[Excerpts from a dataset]
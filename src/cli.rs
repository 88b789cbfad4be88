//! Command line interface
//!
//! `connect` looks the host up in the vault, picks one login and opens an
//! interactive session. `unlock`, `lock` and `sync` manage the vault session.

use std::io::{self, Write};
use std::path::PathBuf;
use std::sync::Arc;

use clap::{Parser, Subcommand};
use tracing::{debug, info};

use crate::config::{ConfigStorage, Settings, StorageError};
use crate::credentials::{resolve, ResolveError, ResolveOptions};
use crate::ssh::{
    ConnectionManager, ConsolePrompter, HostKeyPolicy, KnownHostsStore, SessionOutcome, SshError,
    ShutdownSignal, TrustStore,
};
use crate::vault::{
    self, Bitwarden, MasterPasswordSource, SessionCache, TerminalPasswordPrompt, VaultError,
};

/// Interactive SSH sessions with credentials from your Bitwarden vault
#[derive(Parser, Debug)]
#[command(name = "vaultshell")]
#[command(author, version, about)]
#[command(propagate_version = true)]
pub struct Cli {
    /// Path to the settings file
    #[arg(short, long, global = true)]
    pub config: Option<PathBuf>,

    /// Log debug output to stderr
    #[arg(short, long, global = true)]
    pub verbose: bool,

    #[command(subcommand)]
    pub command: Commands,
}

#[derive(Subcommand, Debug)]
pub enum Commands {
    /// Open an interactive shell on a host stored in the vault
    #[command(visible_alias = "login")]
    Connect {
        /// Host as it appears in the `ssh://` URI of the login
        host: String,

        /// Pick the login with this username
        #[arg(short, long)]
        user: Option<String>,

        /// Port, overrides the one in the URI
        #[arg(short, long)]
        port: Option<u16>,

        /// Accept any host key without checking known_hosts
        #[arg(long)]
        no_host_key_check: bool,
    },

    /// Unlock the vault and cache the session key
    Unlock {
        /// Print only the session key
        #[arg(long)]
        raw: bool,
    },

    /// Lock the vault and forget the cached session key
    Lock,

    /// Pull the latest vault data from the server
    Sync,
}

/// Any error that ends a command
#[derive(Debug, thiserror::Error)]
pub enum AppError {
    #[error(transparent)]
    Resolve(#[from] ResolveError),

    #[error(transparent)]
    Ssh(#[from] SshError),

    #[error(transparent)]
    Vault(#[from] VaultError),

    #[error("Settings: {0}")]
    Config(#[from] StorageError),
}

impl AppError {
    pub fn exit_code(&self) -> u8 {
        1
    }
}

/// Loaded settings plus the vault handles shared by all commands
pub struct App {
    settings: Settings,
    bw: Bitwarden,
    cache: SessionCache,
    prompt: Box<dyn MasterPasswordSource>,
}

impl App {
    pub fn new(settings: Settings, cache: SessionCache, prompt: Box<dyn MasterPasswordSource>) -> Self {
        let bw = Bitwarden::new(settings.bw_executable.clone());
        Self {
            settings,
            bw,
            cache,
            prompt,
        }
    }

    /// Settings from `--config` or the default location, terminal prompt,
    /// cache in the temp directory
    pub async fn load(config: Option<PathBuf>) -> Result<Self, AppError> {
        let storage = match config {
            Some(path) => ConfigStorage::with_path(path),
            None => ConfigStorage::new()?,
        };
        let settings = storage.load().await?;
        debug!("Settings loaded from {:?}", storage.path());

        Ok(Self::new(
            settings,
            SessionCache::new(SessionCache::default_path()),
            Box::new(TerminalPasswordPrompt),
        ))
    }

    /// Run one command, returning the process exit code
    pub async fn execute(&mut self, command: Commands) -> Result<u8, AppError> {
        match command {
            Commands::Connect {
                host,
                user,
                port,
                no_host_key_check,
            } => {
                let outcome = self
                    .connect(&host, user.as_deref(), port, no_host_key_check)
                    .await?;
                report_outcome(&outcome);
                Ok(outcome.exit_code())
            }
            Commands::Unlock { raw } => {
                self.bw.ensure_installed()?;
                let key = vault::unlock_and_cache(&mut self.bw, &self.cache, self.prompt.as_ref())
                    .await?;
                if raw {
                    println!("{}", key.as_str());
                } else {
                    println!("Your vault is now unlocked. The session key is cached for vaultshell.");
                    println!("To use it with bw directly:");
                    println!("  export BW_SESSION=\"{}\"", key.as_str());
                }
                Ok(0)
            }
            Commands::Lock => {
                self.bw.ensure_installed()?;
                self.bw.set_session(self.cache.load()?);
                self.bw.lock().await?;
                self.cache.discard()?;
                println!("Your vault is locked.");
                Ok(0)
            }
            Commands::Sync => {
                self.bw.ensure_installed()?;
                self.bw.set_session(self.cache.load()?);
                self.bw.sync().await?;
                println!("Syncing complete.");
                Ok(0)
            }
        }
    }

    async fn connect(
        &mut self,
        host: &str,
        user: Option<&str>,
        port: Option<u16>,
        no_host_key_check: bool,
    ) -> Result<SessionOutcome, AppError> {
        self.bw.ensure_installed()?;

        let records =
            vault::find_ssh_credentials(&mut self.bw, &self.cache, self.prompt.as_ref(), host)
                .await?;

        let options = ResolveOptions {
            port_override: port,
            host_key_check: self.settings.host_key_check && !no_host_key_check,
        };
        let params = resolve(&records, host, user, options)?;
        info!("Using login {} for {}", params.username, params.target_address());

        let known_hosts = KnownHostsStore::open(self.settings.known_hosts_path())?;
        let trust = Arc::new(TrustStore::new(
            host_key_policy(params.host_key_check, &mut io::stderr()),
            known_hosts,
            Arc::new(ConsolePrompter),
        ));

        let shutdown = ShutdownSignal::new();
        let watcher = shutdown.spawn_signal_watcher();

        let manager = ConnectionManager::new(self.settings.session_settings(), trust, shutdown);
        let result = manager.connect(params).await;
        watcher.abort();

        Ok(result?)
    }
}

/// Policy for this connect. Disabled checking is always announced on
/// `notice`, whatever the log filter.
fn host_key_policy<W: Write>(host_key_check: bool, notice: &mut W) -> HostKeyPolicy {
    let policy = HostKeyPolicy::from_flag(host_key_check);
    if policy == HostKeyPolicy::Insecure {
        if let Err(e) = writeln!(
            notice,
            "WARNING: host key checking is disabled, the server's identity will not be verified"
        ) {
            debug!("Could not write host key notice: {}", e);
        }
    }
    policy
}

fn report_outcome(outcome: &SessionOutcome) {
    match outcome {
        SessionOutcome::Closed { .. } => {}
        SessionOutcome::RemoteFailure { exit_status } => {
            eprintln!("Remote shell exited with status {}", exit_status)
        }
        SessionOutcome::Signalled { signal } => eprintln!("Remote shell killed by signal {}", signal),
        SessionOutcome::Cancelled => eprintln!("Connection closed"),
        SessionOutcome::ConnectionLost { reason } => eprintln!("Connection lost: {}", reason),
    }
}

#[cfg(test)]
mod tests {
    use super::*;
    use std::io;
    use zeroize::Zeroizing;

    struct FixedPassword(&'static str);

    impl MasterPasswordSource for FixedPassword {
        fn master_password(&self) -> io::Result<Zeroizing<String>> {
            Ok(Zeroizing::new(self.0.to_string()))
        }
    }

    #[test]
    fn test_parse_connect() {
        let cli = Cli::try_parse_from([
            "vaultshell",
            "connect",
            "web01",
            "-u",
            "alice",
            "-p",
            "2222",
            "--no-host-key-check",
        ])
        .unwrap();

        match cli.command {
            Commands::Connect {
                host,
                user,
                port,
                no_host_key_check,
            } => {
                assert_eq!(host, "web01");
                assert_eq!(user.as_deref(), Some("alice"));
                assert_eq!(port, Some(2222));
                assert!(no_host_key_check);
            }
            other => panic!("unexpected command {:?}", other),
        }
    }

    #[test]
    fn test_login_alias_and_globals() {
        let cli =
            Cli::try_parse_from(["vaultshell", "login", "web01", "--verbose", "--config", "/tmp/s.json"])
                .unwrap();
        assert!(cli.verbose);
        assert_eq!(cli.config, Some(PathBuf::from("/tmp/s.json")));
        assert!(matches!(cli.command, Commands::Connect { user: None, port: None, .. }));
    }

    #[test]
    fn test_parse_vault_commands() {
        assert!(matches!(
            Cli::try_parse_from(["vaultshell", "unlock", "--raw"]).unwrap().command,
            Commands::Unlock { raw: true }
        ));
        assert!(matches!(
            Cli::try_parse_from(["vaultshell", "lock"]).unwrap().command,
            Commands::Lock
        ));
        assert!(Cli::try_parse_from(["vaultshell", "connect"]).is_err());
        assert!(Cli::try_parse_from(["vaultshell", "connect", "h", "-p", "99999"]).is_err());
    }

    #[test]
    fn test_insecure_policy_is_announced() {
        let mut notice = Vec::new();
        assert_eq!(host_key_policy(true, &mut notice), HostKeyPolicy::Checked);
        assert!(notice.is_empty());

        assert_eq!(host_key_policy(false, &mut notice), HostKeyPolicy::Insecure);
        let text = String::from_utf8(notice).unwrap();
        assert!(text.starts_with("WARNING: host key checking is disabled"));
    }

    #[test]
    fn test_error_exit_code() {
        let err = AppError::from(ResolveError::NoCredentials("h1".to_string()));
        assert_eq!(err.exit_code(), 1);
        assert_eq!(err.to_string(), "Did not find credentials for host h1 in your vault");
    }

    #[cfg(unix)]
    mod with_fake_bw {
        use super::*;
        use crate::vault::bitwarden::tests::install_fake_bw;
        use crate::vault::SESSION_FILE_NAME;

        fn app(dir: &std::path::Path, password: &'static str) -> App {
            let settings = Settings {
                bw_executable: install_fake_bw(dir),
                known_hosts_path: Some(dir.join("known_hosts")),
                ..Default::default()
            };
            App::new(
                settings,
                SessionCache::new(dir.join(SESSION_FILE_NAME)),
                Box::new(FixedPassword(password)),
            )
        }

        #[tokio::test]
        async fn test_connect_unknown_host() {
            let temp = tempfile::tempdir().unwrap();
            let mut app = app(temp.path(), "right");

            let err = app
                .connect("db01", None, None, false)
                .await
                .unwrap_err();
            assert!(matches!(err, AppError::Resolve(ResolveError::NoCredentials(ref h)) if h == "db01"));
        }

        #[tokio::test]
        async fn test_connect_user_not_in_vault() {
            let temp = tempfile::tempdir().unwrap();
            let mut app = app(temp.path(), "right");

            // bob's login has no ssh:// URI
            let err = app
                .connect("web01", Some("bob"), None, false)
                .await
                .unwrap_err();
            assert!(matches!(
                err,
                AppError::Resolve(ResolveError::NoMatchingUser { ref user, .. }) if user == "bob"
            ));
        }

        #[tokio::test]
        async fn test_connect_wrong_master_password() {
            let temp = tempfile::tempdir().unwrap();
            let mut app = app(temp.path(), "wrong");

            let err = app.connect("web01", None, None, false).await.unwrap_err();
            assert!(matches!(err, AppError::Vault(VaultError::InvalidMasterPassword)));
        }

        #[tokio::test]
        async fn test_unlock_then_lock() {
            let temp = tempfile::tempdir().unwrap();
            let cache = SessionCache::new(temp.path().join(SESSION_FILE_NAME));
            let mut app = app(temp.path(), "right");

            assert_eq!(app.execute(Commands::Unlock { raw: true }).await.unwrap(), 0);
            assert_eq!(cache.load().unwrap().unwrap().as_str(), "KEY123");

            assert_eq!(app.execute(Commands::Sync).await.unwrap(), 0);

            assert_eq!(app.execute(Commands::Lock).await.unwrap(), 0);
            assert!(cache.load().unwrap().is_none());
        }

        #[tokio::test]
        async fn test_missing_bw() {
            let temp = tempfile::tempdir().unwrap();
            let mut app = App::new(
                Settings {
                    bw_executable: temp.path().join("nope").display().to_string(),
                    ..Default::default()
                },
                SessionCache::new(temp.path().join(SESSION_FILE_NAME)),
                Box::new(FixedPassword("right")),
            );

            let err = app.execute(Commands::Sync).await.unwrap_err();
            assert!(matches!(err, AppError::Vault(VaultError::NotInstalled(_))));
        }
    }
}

_Exercise instructions:_
Only lines containing "ShutdownSignal" belong in the answer; copy every such line from the records.

_Response below:_
    ShutdownSignal, TrustStore,
        let shutdown = ShutdownSignal::new();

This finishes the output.